The regulation not only applies to companies located within the EU, but also to companies located outside of the EU if they offer goods or services to, or monitor the behavior of, people in the EU. The GDPR applies to all companies that may process and hold the personal data of Data Subjects, regardless of the company’s location or size.

Application to Law Firms

A law firm’s regulatory obligations under GDPR will vary depending on the firm’s practice areas and the nature of its use of personal data of Data Subjects. Under the GDPR, companies are categorized into two categories: data controllers and data processors.
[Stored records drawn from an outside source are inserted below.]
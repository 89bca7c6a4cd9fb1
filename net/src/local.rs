//! Connect providers within a single process.

use crate::{Error, Message, PublicKey};
use futures::channel::mpsc;
use std::{
    collections::HashMap,
    sync::{Arc, Mutex},
};
use tracing::trace;

type Subscribers<M> = Arc<Mutex<Vec<mpsc::UnboundedSender<Message<M>>>>>;

/// Registry of channels shared by all providers connected to it.
pub struct Hub<M> {
    channels: Arc<Mutex<HashMap<String, Subscribers<M>>>>,
}

impl<M> Clone for Hub<M> {
    fn clone(&self) -> Self {
        Self {
            channels: self.channels.clone(),
        }
    }
}

impl<M> Default for Hub<M> {
    fn default() -> Self {
        Self {
            channels: Arc::new(Mutex::new(HashMap::new())),
        }
    }
}

impl<M: Clone + Send + Sync + 'static> Hub<M> {
    pub fn new() -> Self {
        Self::default()
    }

    /// Connect a provider that sends as `public_key`.
    pub fn connect(&self, public_key: PublicKey) -> Network<M> {
        Network {
            public_key,
            hub: self.clone(),
        }
    }

    fn subscribers(&self, name: &str) -> Subscribers<M> {
        self.channels
            .lock()
            .unwrap()
            .entry(name.to_string())
            .or_default()
            .clone()
    }
}

/// [crate::Provider] connected to a [Hub].
pub struct Network<M> {
    public_key: PublicKey,
    hub: Hub<M>,
}

impl<M> Clone for Network<M> {
    fn clone(&self) -> Self {
        Self {
            public_key: self.public_key.clone(),
            hub: self.hub.clone(),
        }
    }
}

impl<M: Clone + Send + Sync + 'static> Network<M> {
    /// Connect a provider to a new [Hub].
    pub fn connect_with_key(public_key: PublicKey) -> Self {
        Hub::new().connect(public_key)
    }

    pub fn public_key(&self) -> &PublicKey {
        &self.public_key
    }
}

impl<M: Clone + Send + Sync + 'static> crate::Provider for Network<M> {
    type Message = M;
    type Channel = Channel<M>;

    fn channel_for(&self, name: &str) -> Result<Self::Channel, Error> {
        if name.is_empty() {
            return Err(Error::InvalidChannelName(name.to_string()));
        }
        Ok(Channel {
            name: name.to_string(),
            sender: self.public_key.clone(),
            subscribers: self.hub.subscribers(name),
        })
    }
}

/// [crate::Channel] served by a [Hub].
pub struct Channel<M> {
    name: String,
    sender: PublicKey,
    subscribers: Subscribers<M>,
}

impl<M> Clone for Channel<M> {
    fn clone(&self) -> Self {
        Self {
            name: self.name.clone(),
            sender: self.sender.clone(),
            subscribers: self.subscribers.clone(),
        }
    }
}

impl<M: Clone + Send + Sync + 'static> crate::Channel for Channel<M> {
    type Message = M;

    fn name(&self) -> &str {
        &self.name
    }

    fn send(&self, payload: M) -> Result<(), Error> {
        let message = Message {
            sender: self.sender.clone(),
            payload,
        };
        let mut subscribers = self.subscribers.lock().unwrap();
        subscribers.retain(|subscriber| subscriber.unbounded_send(message.clone()).is_ok());
        trace!(channel = %self.name, recipients = subscribers.len(), "sent message");
        Ok(())
    }

    fn subscribe(&self) -> mpsc::UnboundedReceiver<Message<M>> {
        let (sender, receiver) = mpsc::unbounded();
        self.subscribers.lock().unwrap().push(sender);
        receiver
    }
}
Data controllers are entities that determine the purposes, conditions, and means of processing personal data, while data processors are entities that process personal data on behalf of a data controller. Both controllers and processors must comply with the GDPR, but their obligations and responsibilities under the regulation differ. A law firm can act as either a data controller or processor depending on its role in collecting and managing personal data.
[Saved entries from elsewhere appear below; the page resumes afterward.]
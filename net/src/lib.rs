//! Broadcast messages to group members with configurable fault injection.
//!
//! Members of a group exchange protocol messages over a named [Channel] obtained from a
//! [Provider]. Every message sent on a channel is delivered to all subscribers that are live
//! at the time of sending (including the sender). Messages sent before a subscriber joins are
//! never replayed.
//!
//! [local] connects providers within a single process and [interception] wraps any provider
//! with rules that drop, mutate, or delay outbound messages.
//!
//! # Status
//!
//! `beacon-net` is **ALPHA** software and is not yet recommended for production use. Developers should
//! expect breaking changes and occasional instability.

use commonware_cryptography::ed25519;
use futures::channel::mpsc;
use thiserror::Error;

pub mod interception;
pub mod local;

/// Key identifying the sender of a [Message].
pub type PublicKey = ed25519::PublicKey;

/// Errors that can occur when interacting with the network.
#[derive(Error, Debug, Clone, PartialEq, Eq)]
pub enum Error {
    #[error("invalid channel name: {0:?}")]
    InvalidChannelName(String),
    #[error("network closed")]
    Closed,
}

/// Message received from a [Channel].
#[derive(Clone, Debug)]
pub struct Message<M> {
    pub sender: PublicKey,
    pub payload: M,
}

/// Source of named broadcast channels.
pub trait Provider: Clone + Send + Sync + 'static {
    /// Type of payload carried by channels.
    type Message: Clone + Send + Sync + 'static;

    /// Type of channel returned by [Provider::channel_for].
    type Channel: Channel<Message = Self::Message>;

    /// Return the channel named `name`.
    ///
    /// All handles for the same name (across providers on the same network) share subscribers.
    fn channel_for(&self, name: &str) -> Result<Self::Channel, Error>;
}

/// Named broadcast channel.
pub trait Channel: Clone + Send + Sync + 'static {
    /// Type of payload carried by the channel.
    type Message: Clone + Send + Sync + 'static;

    fn name(&self) -> &str;

    /// Broadcast `payload` to all live subscribers.
    fn send(&self, payload: Self::Message) -> Result<(), Error>;

    /// Receive all messages sent from now on.
    fn subscribe(&self) -> mpsc::UnboundedReceiver<Message<Self::Message>>;
}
In order to understand the day-to-day implications of the GDPR, consider how the regulation attempts to safeguard the privacy of an individual’s personal data. A well-known mandate is the “Right to erasure” (also known as the right to be forgotten), which entitles a person to request a data controller erase all personal data associated with him or her. (1) For law firms there is an exception in that the Right to erasure does not apply to the extent personal data processing is necessary “for the establishment, exercise or defence of legal claims.” (2) Additionally, this GDPR requirement does not override federal or local obligations to retain certain types of data for a certain period of time.
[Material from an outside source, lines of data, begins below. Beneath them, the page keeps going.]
use std::io::Write;
use std::path::Path as FsPath;

use axum::{
    extract::{Multipart, Path, State},
    http::StatusCode,
    Json,
};
use chrono::{DateTime, Utc};
use serde::{Deserialize, Serialize};
use uuid::Uuid;

use crate::agent::conversation::ConversationTurn;
use crate::agent::RunRequest;
use crate::document::{resolve_within, DocumentFormat, SUPPORTED_EXTENSIONS};
use crate::errors::AppError;
use crate::sessions::runner::spawn_run;
use crate::sessions::{RunRecord, SessionEntry};
use crate::state::AppState;

#[derive(Serialize)]
pub struct SessionCreated {
    pub session_id: Uuid,
    pub created_at: DateTime<Utc>,
}

#[derive(Serialize)]
pub struct SessionDetail {
    pub session_id: Uuid,
    pub created_at: DateTime<Utc>,
    pub conversation: Vec<ConversationTurn>,
    pub runs: Vec<RunRecord>,
}

#[derive(Debug, Default, Deserialize)]
#[serde(deny_unknown_fields)]
pub struct RunSubmission {
    #[serde(default)]
    pub instruction: Option<String>,
    #[serde(default)]
    pub file_path: Option<String>,
    #[serde(default)]
    pub job_requirements: Option<String>,
    #[serde(default)]
    pub max_turns: Option<usize>,
}

impl RunSubmission {
    fn into_request(self) -> Result<RunRequest, AppError> {
        let instruction = non_empty(self.instruction).unwrap_or_default();
        let file_path = non_empty(self.file_path);
        if instruction.is_empty() && file_path.is_none() {
            return Err(AppError::Validation(
                "either instruction or file_path is required".to_string(),
            ));
        }
        if self.max_turns == Some(0) {
            return Err(AppError::Validation("max_turns must be at least 1".to_string()));
        }
        Ok(RunRequest {
            instruction,
            file_path,
            job_requirements: non_empty(self.job_requirements),
            max_turns: self.max_turns,
        })
    }
}

fn non_empty(value: Option<String>) -> Option<String> {
    value
        .map(|s| s.trim().to_string())
        .filter(|s| !s.is_empty())
}

async fn find_session(state: &AppState, id: Uuid) -> Result<std::sync::Arc<SessionEntry>, AppError> {
    state
        .sessions
        .get(id)
        .await
        .ok_or_else(|| AppError::NotFound(format!("Session {id} not found")))
}

/// Rejects a file path outside the resume directory before a run starts.
fn check_file_path(state: &AppState, request: &RunRequest) -> Result<(), AppError> {
    let (Some(root), Some(path)) = (
        state.agent.config().document_root.as_deref(),
        request.file_path.as_deref(),
    ) else {
        return Ok(());
    };
    resolve_within(root, FsPath::new(path))
        .map(|_| ())
        .map_err(|e| AppError::Validation(e.to_string()))
}

fn busy(id: Uuid) -> AppError {
    AppError::Conflict(format!("Session {id} already has a run in progress"))
}

/// POST /api/v1/sessions
pub async fn handle_create_session(
    State(state): State<AppState>,
) -> (StatusCode, Json<SessionCreated>) {
    let entry = state.sessions.create().await;
    tracing::info!(session_id = %entry.id, "Session created");
    (
        StatusCode::CREATED,
        Json(SessionCreated {
            session_id: entry.id,
            created_at: entry.created_at,
        }),
    )
}

/// GET /api/v1/sessions/:id
pub async fn handle_get_session(
    State(state): State<AppState>,
    Path(id): Path<Uuid>,
) -> Result<Json<SessionDetail>, AppError> {
    let entry = find_session(&state, id).await?;
    Ok(Json(SessionDetail {
        session_id: entry.id,
        created_at: entry.created_at,
        conversation: entry.transcript().await,
        runs: entry.runs().await,
    }))
}

/// POST /api/v1/sessions/:id/runs
pub async fn handle_create_run(
    State(state): State<AppState>,
    Path(id): Path<Uuid>,
    Json(submission): Json<RunSubmission>,
) -> Result<(StatusCode, Json<RunRecord>), AppError> {
    let entry = find_session(&state, id).await?;
    let request = submission.into_request()?;
    check_file_path(&state, &request)?;
    let guard = entry.try_claim().ok_or_else(|| busy(id))?;

    let record = spawn_run(
        state.agent.clone(),
        entry,
        guard,
        request,
        None,
        None,
        state.run_timeout,
    )
    .await;
    Ok((StatusCode::ACCEPTED, Json(record)))
}

/// POST /api/v1/sessions/:id/runs/upload
/// Multipart fields: `file` (required), `instruction`, `job_requirements`, `max_turns`.
pub async fn handle_upload_run(
    State(state): State<AppState>,
    Path(id): Path<Uuid>,
    mut multipart: Multipart,
) -> Result<(StatusCode, Json<RunRecord>), AppError> {
    let entry = find_session(&state, id).await?;

    let mut submission = RunSubmission::default();
    let mut upload: Option<(String, tempfile::NamedTempFile)> = None;

    while let Some(field) = multipart
        .next_field()
        .await
        .map_err(|e| AppError::Validation(format!("Invalid multipart body: {e}")))?
    {
        let name = field.name().unwrap_or_default().to_string();
        match name.as_str() {
            "file" => {
                let file_name = field
                    .file_name()
                    .map(str::to_string)
                    .ok_or_else(|| AppError::Validation("file field needs a filename".to_string()))?;
                let path = FsPath::new(&file_name);
                if DocumentFormat::from_path(path).is_err() {
                    return Err(AppError::UnsupportedMediaType(format!(
                        "'{file_name}' is not a supported resume format ({})",
                        SUPPORTED_EXTENSIONS.join(", ")
                    )));
                }
                let extension = path
                    .extension()
                    .and_then(|e| e.to_str())
                    .unwrap_or_default()
                    .to_lowercase();
                let bytes = field
                    .bytes()
                    .await
                    .map_err(|e| AppError::Validation(format!("Could not read upload: {e}")))?;
                let dir = state.agent.config().document_root.as_deref();
                let file = store_upload(&bytes, &extension, dir)?;
                upload = Some((file_name, file));
            }
            "instruction" => submission.instruction = Some(text_field(field).await?),
            "job_requirements" => submission.job_requirements = Some(text_field(field).await?),
            "max_turns" => {
                let raw = text_field(field).await?;
                let turns = raw
                    .trim()
                    .parse()
                    .map_err(|_| AppError::Validation(format!("max_turns must be a number, got '{raw}'")))?;
                submission.max_turns = Some(turns);
            }
            other => {
                return Err(AppError::Validation(format!("Unexpected field '{other}'")));
            }
        }
    }

    let (file_name, file) =
        upload.ok_or_else(|| AppError::Validation("file field is required".to_string()))?;
    submission.file_path = Some(file.path().to_string_lossy().into_owned());
    let request = submission.into_request()?;
    let guard = entry.try_claim().ok_or_else(|| busy(id))?;

    tracing::info!(session_id = %id, file = %file_name, "Resume uploaded");

    let record = spawn_run(
        state.agent.clone(),
        entry,
        guard,
        request,
        Some(file),
        Some(file_name),
        state.run_timeout,
    )
    .await;
    Ok((StatusCode::ACCEPTED, Json(record)))
}

async fn text_field(field: axum::extract::multipart::Field<'_>) -> Result<String, AppError> {
    field
        .text()
        .await
        .map_err(|e| AppError::Validation(format!("Invalid text field: {e}")))
}

/// Writes an upload to a temporary file, inside `dir` when one is configured.
fn store_upload(
    bytes: &[u8],
    extension: &str,
    dir: Option<&FsPath>,
) -> Result<tempfile::NamedTempFile, AppError> {
    let suffix = format!(".{extension}");
    let mut builder = tempfile::Builder::new();
    builder.prefix("resume-").suffix(&suffix);
    let mut file = match dir {
        Some(dir) => builder.tempfile_in(dir),
        None => builder.tempfile(),
    }
    .map_err(|e| AppError::Internal(e.into()))?;
    file.write_all(bytes)
        .and_then(|_| file.flush())
        .map_err(|e| AppError::Internal(e.into()))?;
    Ok(file)
}

/// DELETE /api/v1/sessions/:id
pub async fn handle_delete_session(
    State(state): State<AppState>,
    Path(id): Path<Uuid>,
) -> Result<StatusCode, AppError> {
    let entry = find_session(&state, id).await?;
    if entry.is_busy() {
        return Err(busy(id));
    }
    state.sessions.remove(id).await;
    tracing::info!(session_id = %id, "Session deleted");
    Ok(StatusCode::NO_CONTENT)
}

/// GET /api/v1/sessions/:id/runs/:run_id
pub async fn handle_get_run(
    State(state): State<AppState>,
    Path((id, run_id)): Path<(Uuid, Uuid)>,
) -> Result<Json<RunRecord>, AppError> {
    let entry = find_session(&state, id).await?;
    entry
        .run(run_id)
        .await
        .map(Json)
        .ok_or_else(|| AppError::NotFound(format!("Run {run_id} not found")))
}

/// POST /api/v1/sessions/:id/runs/:run_id/cancel
pub async fn handle_cancel_run(
    State(state): State<AppState>,
    Path((id, run_id)): Path<(Uuid, Uuid)>,
) -> Result<(StatusCode, Json<RunRecord>), AppError> {
    let entry = find_session(&state, id).await?;
    let record = entry
        .run(run_id)
        .await
        .ok_or_else(|| AppError::NotFound(format!("Run {run_id} not found")))?;

    if record.status.is_finished() {
        return Err(AppError::Conflict(format!(
            "Run {run_id} already finished with status {:?}",
            record.status
        )));
    }

    record.cancel.cancel();
    tracing::info!(session_id = %id, run_id = %run_id, "Run cancellation requested");
    Ok((StatusCode::ACCEPTED, Json(record)))
}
Another GDPR provision that may affect law firms is the 72-hour breach notification requirement. (3) A law firm acting as a data controller must notify its lead supervisory authority (4) within 72 hours after becoming aware of a personal data breach. A law firm acting as a processor must notify the data controller without “undue delay” after becoming aware of a personal data breach. Breach notifications to a supervisory authority have to take a certain form and contain a required set of information. (5) Whether acting as a controller or processor, it is important for law firms to have established breach notification procedures in place so that if there is a breach the firm can comply with the GDPR’s strict time requirements.

Several other aspects of the GDPR may also apply to law firms. Some provisions are broad and open to interpretation such as “Right of access,” (6) which entitles a person to obtain an accounting of all personal data stored by a controller and “Data Protection by design,” (7) which calls for privacy protections to be implemented in the very design of data processing systems. Others are narrower and more prescriptive, such as data encryption requirements (8) and requiring companies to appoint a Data Protection Officer (9) in some situations.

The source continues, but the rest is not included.